------ EXTRACTED DATA

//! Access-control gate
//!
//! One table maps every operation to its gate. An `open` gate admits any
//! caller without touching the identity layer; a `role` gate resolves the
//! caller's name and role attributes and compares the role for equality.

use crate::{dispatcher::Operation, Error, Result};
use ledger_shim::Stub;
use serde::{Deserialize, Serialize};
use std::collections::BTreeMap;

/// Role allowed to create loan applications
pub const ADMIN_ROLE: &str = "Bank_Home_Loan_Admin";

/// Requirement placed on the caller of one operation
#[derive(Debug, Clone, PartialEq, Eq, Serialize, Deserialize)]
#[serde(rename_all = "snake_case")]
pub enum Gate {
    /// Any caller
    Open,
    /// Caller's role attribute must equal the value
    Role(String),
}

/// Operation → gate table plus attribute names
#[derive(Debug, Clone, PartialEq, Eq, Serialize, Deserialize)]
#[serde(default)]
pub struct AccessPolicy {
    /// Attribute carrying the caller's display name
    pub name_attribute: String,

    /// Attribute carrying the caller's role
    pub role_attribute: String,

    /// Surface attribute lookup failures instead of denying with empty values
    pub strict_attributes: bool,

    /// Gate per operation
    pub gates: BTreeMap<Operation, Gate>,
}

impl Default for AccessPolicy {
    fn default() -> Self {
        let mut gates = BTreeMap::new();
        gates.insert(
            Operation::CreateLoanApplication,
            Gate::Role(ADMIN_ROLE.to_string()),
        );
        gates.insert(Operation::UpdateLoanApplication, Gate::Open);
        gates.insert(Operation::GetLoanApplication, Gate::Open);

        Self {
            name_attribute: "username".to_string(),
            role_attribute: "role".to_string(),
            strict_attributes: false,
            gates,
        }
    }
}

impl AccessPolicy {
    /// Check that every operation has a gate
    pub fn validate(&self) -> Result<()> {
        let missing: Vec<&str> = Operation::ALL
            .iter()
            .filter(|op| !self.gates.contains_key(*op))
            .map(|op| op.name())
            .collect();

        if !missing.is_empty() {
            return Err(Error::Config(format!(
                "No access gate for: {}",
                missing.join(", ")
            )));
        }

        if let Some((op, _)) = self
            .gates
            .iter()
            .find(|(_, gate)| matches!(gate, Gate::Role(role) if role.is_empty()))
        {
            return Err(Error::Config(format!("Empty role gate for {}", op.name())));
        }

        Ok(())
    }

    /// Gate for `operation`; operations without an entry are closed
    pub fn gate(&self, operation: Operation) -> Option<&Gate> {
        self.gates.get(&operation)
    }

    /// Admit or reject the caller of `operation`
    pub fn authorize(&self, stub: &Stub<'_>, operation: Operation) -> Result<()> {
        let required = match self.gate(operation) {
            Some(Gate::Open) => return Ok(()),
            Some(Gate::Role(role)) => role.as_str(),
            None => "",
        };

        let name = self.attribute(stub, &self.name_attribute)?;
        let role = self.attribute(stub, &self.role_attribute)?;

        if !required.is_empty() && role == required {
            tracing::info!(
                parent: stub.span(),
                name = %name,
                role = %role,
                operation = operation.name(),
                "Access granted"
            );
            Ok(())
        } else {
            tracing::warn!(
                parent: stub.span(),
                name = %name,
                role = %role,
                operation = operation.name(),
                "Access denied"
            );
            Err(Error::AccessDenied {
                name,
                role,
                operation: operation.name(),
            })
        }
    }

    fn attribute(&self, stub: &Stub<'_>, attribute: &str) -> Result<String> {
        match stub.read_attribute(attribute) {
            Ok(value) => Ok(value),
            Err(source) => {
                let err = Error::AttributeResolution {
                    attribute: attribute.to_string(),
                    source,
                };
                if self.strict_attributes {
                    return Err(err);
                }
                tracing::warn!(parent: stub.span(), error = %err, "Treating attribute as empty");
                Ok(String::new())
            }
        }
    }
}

------------
------ EXTRACTED DATA

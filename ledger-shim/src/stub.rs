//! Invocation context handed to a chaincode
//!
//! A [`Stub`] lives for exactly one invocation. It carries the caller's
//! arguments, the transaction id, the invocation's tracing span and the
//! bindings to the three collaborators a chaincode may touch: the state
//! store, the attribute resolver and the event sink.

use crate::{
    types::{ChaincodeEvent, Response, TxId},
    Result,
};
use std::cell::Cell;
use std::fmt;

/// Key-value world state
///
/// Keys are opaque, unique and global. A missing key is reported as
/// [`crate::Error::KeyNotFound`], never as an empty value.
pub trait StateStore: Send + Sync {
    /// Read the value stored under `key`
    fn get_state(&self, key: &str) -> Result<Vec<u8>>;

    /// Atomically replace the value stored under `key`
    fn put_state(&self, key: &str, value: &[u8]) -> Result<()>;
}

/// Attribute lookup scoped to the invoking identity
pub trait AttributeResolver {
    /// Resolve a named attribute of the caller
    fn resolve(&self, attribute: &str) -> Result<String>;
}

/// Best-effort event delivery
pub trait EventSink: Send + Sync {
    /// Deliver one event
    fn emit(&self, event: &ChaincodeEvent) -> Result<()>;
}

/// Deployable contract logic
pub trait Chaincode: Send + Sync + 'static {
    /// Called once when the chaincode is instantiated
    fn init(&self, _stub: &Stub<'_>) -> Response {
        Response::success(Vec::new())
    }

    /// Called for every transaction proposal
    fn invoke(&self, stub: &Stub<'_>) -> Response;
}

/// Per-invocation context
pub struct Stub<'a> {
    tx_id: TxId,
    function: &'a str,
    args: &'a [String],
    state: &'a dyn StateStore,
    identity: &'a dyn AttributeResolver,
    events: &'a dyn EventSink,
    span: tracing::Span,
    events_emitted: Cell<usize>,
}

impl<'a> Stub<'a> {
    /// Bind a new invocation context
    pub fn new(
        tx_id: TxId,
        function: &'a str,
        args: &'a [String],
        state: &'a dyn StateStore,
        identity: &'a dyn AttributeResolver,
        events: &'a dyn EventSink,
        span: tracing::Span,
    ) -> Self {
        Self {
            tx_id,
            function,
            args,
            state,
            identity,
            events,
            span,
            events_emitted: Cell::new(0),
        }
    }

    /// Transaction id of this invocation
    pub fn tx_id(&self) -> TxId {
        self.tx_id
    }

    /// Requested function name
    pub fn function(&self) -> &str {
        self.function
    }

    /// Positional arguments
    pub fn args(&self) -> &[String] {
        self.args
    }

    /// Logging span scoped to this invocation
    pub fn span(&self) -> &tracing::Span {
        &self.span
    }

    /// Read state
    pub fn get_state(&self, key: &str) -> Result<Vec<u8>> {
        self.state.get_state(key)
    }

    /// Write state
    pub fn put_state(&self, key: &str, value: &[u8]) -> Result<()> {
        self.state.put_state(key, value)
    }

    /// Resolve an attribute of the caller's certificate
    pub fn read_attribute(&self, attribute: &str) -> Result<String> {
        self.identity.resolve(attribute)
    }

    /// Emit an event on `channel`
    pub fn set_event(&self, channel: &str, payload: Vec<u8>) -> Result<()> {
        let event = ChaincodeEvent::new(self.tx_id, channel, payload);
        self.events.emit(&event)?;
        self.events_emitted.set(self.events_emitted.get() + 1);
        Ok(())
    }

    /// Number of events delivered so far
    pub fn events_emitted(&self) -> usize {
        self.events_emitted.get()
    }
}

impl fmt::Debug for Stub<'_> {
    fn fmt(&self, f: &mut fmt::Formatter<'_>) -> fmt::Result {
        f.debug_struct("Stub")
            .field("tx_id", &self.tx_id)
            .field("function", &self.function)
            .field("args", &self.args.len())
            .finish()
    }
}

------------
------ EXTRACTED DATA

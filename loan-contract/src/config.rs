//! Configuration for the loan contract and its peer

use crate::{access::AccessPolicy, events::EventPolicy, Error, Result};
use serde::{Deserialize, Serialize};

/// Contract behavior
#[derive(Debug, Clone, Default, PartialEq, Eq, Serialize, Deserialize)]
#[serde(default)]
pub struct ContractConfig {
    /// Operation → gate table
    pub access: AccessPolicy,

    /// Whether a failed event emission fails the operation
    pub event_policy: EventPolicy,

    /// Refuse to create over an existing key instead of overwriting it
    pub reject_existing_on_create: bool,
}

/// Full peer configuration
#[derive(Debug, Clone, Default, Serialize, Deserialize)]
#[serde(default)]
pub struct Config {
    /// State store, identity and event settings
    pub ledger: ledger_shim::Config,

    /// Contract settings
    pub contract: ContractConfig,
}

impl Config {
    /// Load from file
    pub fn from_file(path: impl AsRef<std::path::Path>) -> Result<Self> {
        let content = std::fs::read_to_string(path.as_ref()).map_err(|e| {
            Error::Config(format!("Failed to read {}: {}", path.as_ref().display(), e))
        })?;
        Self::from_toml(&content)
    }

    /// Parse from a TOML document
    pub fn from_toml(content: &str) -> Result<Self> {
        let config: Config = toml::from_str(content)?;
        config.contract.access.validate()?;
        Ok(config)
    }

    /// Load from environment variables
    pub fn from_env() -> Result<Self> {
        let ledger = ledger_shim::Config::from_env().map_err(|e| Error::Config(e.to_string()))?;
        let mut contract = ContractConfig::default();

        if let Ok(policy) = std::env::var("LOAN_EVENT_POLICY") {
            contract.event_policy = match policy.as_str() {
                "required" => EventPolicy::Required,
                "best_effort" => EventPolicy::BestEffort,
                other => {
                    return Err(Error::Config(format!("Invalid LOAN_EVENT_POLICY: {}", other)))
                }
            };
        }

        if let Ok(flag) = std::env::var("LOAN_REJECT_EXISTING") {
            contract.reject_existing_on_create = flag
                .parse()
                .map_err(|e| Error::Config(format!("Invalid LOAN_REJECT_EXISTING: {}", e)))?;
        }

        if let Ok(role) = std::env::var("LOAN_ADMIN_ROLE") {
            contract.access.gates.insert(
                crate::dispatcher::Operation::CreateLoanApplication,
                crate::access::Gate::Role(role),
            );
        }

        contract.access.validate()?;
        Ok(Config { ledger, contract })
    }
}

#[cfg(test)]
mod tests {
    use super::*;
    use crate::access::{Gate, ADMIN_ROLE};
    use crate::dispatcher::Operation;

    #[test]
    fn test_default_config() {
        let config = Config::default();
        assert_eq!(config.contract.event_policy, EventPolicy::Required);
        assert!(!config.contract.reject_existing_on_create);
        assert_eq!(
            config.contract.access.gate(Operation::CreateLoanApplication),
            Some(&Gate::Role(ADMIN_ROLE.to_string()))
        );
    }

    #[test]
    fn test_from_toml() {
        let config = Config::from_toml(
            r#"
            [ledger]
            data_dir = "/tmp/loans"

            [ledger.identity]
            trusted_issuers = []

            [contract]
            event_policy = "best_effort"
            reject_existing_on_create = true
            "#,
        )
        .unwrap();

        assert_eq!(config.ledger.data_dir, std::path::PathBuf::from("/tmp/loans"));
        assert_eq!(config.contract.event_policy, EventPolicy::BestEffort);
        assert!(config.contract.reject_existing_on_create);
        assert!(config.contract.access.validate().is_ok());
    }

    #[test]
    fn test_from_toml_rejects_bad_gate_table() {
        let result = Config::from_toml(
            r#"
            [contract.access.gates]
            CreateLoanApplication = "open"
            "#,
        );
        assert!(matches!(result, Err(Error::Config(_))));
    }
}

------------

* **EXERCISE GOAL**
Copy out every line from the material above in which the word "Some" appears.

* **COMPLETED TASK**
        if let Some((op, _)) = self
            Some(Gate::Open) => return Ok(()),
            Some(Gate::Role(role)) => role.as_str(),
            Some(&Gate::Role(ADMIN_ROLE.to_string()))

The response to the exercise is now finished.